» **What the task requires**
Exactly reproduce the data from its first line through the line with "let overall = overall.unwrap_or_else(||", leaving out every line after it.

>>>

impl RingHashPolicy {
    /// Aggregation, in order of dominance: any Ready wins; two or more
    /// failures beat everything else; then Connecting, then Idle.  While
    /// reporting TransientFailure the policy keeps one connection attempt
    /// in flight on its own, since picks may stop arriving.
    fn update_balancing_state(&mut self, channel_controller: &mut dyn ChannelController) {
        let mut failures = 0;
        let mut has_connecting = false;
        let mut idle_entry = None;
        let mut overall = None;
        for entry in self.entries.values() {
            match entry.state.connectivity_state {
                ConnectivityState::Ready => {
                    overall = Some(ConnectivityState::Ready);
                    break;
                }
                ConnectivityState::TransientFailure => failures += 1,
                ConnectivityState::Connecting => has_connecting = true,
                ConnectivityState::Idle => {
                    idle_entry.get_or_insert(&entry.subchannel);
                }
                ConnectivityState::Shutdown => {}
            }
        }
        let overall = overall.unwrap_or_else(|| {
            if failures >= 2 {
                if !has_connecting {
                    if let Some(subchannel) = idle_entry {
                        subchannel.connect();
                    }
                }
                ConnectivityState::TransientFailure
            } else if has_connecting {
                ConnectivityState::Connecting
            } else if idle_entry.is_some() {
                ConnectivityState::Idle
            } else {
                ConnectivityState::TransientFailure
            }
        });

        let views: HashMap<String, SubchannelView> = self
            .entries
            .iter()
            .map(|(key, entry)| {
                (
                    key.clone(),
                    SubchannelView {
                        subchannel: entry.subchannel.clone(),
                        state: entry.state.connectivity_state,
                        error: entry
                            .state
                            .last_connection_error
                            .as_ref()
                            .map(|e| e.to_string()),
                    },
                )
            })
            .collect();
        channel_controller.update_picker(LbState {
            connectivity_state: overall,
            picker: Arc::new(RingHashPicker {
                ring: self.ring.clone(),
                subchannels: views,
            }),
        });
    }
}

<<<

» **Finished exercise**
impl RingHashPolicy {
    /// Aggregation, in order of dominance: any Ready wins; two or more
    /// failures beat everything else; then Connecting, then Idle.  While
    /// reporting TransientFailure the policy keeps one connection attempt
    /// in flight on its own, since picks may stop arriving.
    fn update_balancing_state(&mut self, channel_controller: &mut dyn ChannelController) {
        let mut failures = 0;
        let mut has_connecting = false;
        let mut idle_entry = None;
        let mut overall = None;
        for entry in self.entries.values() {
            match entry.state.connectivity_state {
                ConnectivityState::Ready => {
                    overall = Some(ConnectivityState::Ready);
                    break;
                }
                ConnectivityState::TransientFailure => failures += 1,
                ConnectivityState::Connecting => has_connecting = true,
                ConnectivityState::Idle => {
                    idle_entry.get_or_insert(&entry.subchannel);
                }
                ConnectivityState::Shutdown => {}
            }
        }
        let overall = overall.unwrap_or_else(|| {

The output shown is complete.